Don't love the quality measure of no bone scan for low risk prostate cancer, as 99% of the time if it is done it's ordered by a urologist, not a rad onc in my experience. So if you're using that metric, then you could possibly get "dinged" on that.

It's OK, they'll RP everyone anyways who is low-risk or put them on observation/AS if they have co-morbidities so you won't see them until it's time for salvage.
 
I am curious how smaller private practices are implementing this MIPS? It seems like a burdensome regulatory load for 1-2 physician groups.
 
I am curious how smaller private practices are implementing this MIPS? It seems like a burdensome regulatory load for 1-2 physician groups.

There are small practice exemptions, but I"m not sure how to quality for those...

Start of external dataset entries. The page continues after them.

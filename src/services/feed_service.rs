use std::sync::Arc;
use std::time::Duration;

use chrono::Local;
use log::{debug, info, warn};
use tokio::sync::{watch, Mutex};

use crate::config::Config;
use crate::errors::Result;
use crate::models::trending::TrendingBatch;
use crate::normalize::{self, fallback};
use crate::scrapers::{self, base::TrendingFetcher};
use crate::util;

struct CacheEntry {
    bucket: i64,
    batch: TrendingBatch,
}

/// 趋势行情服务：抓取、规整、窗口缓存与失败降级
pub struct FeedService {
    config: Config,
    fetcher: Arc<dyn TrendingFetcher + Send + Sync>,
    cache: Mutex<Option<CacheEntry>>,
}

impl FeedService {
    /// 按配置的策略创建服务实例
    pub fn new(config: Config) -> Result<Self> {
        let fetcher = scrapers::for_config(&config)?;
        Ok(Self::with_fetcher(config, fetcher))
    }

    /// Build the service around a specific fetcher instance.
    pub fn with_fetcher(
        config: Config,
        fetcher: Arc<dyn TrendingFetcher + Send + Sync>,
    ) -> Self {
        Self {
            config,
            fetcher,
            cache: Mutex::new(None),
        }
    }

    pub fn config(&self) -> &Config {
        &self.config
    }

    /// One cycle's batch. Never fails: repeated calls within one refresh
    /// window reuse the last successful batch (cache key = time bucket),
    /// and any fetch/parse error is downgraded to a warning plus the
    /// configured fallback batch. Nothing propagates past this boundary.
    pub async fn current_batch(&self) -> TrendingBatch {
        let bucket = util::time_bucket(Local::now().timestamp(), self.config.refresh_secs);

        let mut cache = self.cache.lock().await;
        if let Some(entry) = cache.as_ref() {
            if entry.bucket == bucket {
                debug!("reusing cached batch for bucket {}", bucket);
                return entry.batch.clone();
            }
        }

        match self.fetch_batch().await {
            Ok(batch) => {
                info!(
                    "fetched {} trending records via {}",
                    batch.len(),
                    batch.source
                );
                *cache = Some(CacheEntry {
                    bucket,
                    batch: batch.clone(),
                });
                batch
            }
            Err(e) => {
                // 失败不写缓存，直接降级为样例数据
                warn!("trending fetch failed, substituting sample data: {}", e);
                fallback::sample_batch(&self.config.fallback_tickers)
            }
        }
    }

    async fn fetch_batch(&self) -> Result<TrendingBatch> {
        let raw = self.fetcher.fetch_raw().await?;
        let mut batch = normalize::normalize(self.config.strategy, &raw)?;

        // 调试模式：只保留前N条记录
        if self.config.debug_mode && batch.len() > self.config.debug_record_limit {
            let original_count = batch.len();
            batch.records.truncate(self.config.debug_record_limit);
            info!(
                "DEBUG MODE: keeping {} out of {} records",
                batch.len(),
                original_count
            );
        }

        Ok(batch)
    }

    /// Scheduled refresh loop with explicit cancellation: render one batch
    /// immediately, then one per refresh interval, until the stop signal
    /// flips. Replaces an unbounded sleep loop so the host can shut down
    /// cleanly between cycles.
    pub async fn run<F>(&self, mut shutdown: watch::Receiver<bool>, render: F) -> Result<()>
    where
        F: Fn(&TrendingBatch),
    {
        let interval_secs = self.config.refresh_secs.max(1);
        let mut ticker = tokio::time::interval(Duration::from_secs(interval_secs));
        info!("refresh loop started, interval {}s", interval_secs);

        loop {
            tokio::select! {
                _ = ticker.tick() => {
                    let batch = self.current_batch().await;
                    render(&batch);
                }
                changed = shutdown.changed() => {
                    // 发送端消失同样视为停止
                    if changed.is_err() || *shutdown.borrow() {
                        info!("stop signal received, ending refresh loop");
                        break;
                    }
                }
            }
        }

        Ok(())
    }
}

#[cfg(test)]
mod tests {
    use super::*;
    use std::sync::atomic::{AtomicUsize, Ordering};

    use async_trait::async_trait;

    use crate::config::Strategy;
    use crate::errors::FetchError;

    struct StaticFetcher {
        strategy: Strategy,
        body: std::result::Result<String, u16>,
        calls: AtomicUsize,
    }

    impl StaticFetcher {
        fn ok(strategy: Strategy, body: &str) -> Arc<Self> {
            Arc::new(Self {
                strategy,
                body: Ok(body.to_string()),
                calls: AtomicUsize::new(0),
            })
        }

        fn failing(strategy: Strategy, status: u16) -> Arc<Self> {
            Arc::new(Self {
                strategy,
                body: Err(status),
                calls: AtomicUsize::new(0),
            })
        }
    }

    #[async_trait]
    impl TrendingFetcher for StaticFetcher {
        fn strategy(&self) -> Strategy {
            self.strategy
        }

        async fn fetch_raw(&self) -> std::result::Result<String, FetchError> {
            self.calls.fetch_add(1, Ordering::SeqCst);
            match &self.body {
                Ok(body) => Ok(body.clone()),
                Err(status) => Err(FetchError::Status(*status)),
            }
        }
    }

    const JSON_BODY: &str = r#"[
        {"symbol": {"symbol": "NVDA"}, "rank": 1, "messages_today": 15400, "change": 4.21},
        {"symbol": {"symbol": "TSLA"}, "rank": 2, "messages_today": 9800, "change": -1.05}
    ]"#;

    // 大刷新窗口，避免测试期间跨越时间桶
    fn test_config(strategy: Strategy) -> Config {
        Config::new(strategy).with_refresh_secs(1_000_000)
    }

    #[tokio::test]
    async fn repeated_calls_within_one_window_fetch_once() {
        let fetcher = StaticFetcher::ok(Strategy::JsonApi, JSON_BODY);
        let service = FeedService::with_fetcher(test_config(Strategy::JsonApi), fetcher.clone());

        let first = service.current_batch().await;
        let second = service.current_batch().await;

        assert_eq!(fetcher.calls.load(Ordering::SeqCst), 1);
        assert_eq!(first, second);
        assert_eq!(first.tickers(), vec!["NVDA", "TSLA"]);
    }

    #[tokio::test]
    async fn fetch_failure_downgrades_to_fallback_batch() {
        let fetcher = StaticFetcher::failing(Strategy::JsonApi, 503);
        let service = FeedService::with_fetcher(test_config(Strategy::JsonApi), fetcher.clone());

        let batch = service.current_batch().await;

        assert_eq!(batch.source, "sample");
        assert_eq!(batch.tickers(), vec!["$AAPL", "$TSLA", "$NVDA"]);

        // 失败不缓存，下一次调用会重新尝试
        service.current_batch().await;
        assert_eq!(fetcher.calls.load(Ordering::SeqCst), 2);
    }

    #[tokio::test]
    async fn empty_html_yields_documented_fallback_set() {
        let fetcher = StaticFetcher::ok(Strategy::HtmlRegex, "");
        let service = FeedService::with_fetcher(test_config(Strategy::HtmlRegex), fetcher);

        let batch = service.current_batch().await;

        assert_eq!(batch.tickers(), vec!["$AAPL", "$TSLA", "$NVDA"]);
        let ranks: Vec<u32> = batch.records.iter().map(|r| r.rank).collect();
        assert_eq!(ranks, vec![1, 2, 3]);
    }

    #[tokio::test]
    async fn custom_fallback_tickers_are_honored() {
        let fetcher = StaticFetcher::ok(Strategy::HtmlDom, "<html><p>no table</p></html>");
        let config = test_config(Strategy::HtmlDom)
            .with_fallback_tickers(vec!["$GME".to_string(), "$AMC".to_string()]);
        let service = FeedService::with_fetcher(config, fetcher);

        let batch = service.current_batch().await;
        assert_eq!(batch.tickers(), vec!["$GME", "$AMC"]);
    }

    #[tokio::test]
    async fn debug_mode_truncates_records() {
        let fetcher = StaticFetcher::ok(Strategy::JsonApi, JSON_BODY);
        let config = test_config(Strategy::JsonApi)
            .with_debug_mode(true)
            .with_debug_record_limit(1);
        let service = FeedService::with_fetcher(config, fetcher);

        let batch = service.current_batch().await;
        assert_eq!(batch.len(), 1);
        assert_eq!(batch.tickers(), vec!["NVDA"]);
    }

    #[tokio::test]
    async fn stop_signal_ends_the_refresh_loop() {
        let fetcher = StaticFetcher::failing(Strategy::JsonApi, 500);
        let service = Arc::new(FeedService::with_fetcher(
            test_config(Strategy::JsonApi),
            fetcher,
        ));

        let rendered = Arc::new(AtomicUsize::new(0));
        let (tx, rx) = watch::channel(false);

        let loop_service = service.clone();
        let loop_rendered = rendered.clone();
        let handle = tokio::spawn(async move {
            loop_service
                .run(rx, move |_batch| {
                    loop_rendered.fetch_add(1, Ordering::SeqCst);
                })
                .await
        });

        // 等第一轮渲染完成再发停止信号
        tokio::time::sleep(Duration::from_millis(50)).await;
        tx.send(true).unwrap();

        let result = tokio::time::timeout(Duration::from_secs(5), handle)
            .await
            .expect("refresh loop did not stop")
            .unwrap();
        assert!(result.is_ok());
        assert_eq!(rendered.load(Ordering::SeqCst), 1);
    }
}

We are a 5.5 physician group and we hired a consulting/billing firm to help us. A pain in the rear overall but they have been helpful so far. Basically, we were already doing most of these things, but tracking it/reporting it seamlessly/electronically can be cumbersome. With a combination of nursing intake (electronically entering pain score, etc) and EMR and reminder on dictations, we are electronically capturing things like pain score, making sure dose constraints are in treatment planning note, smoking cessation counseling, checking blood pressures for hypertensive patients, etc...We've also opened up some parts of Mosaic for patient portal access.

Some oddities are like when you document/bill a cpt 77470 (special treatment procedure, often billed for things like HDR brachy or concurrent chemo), you must document a pain score and pain plan on that same day of service because on the date that cpt code is billed goes in your denominator for patient "encounters" where pain should have been addressed.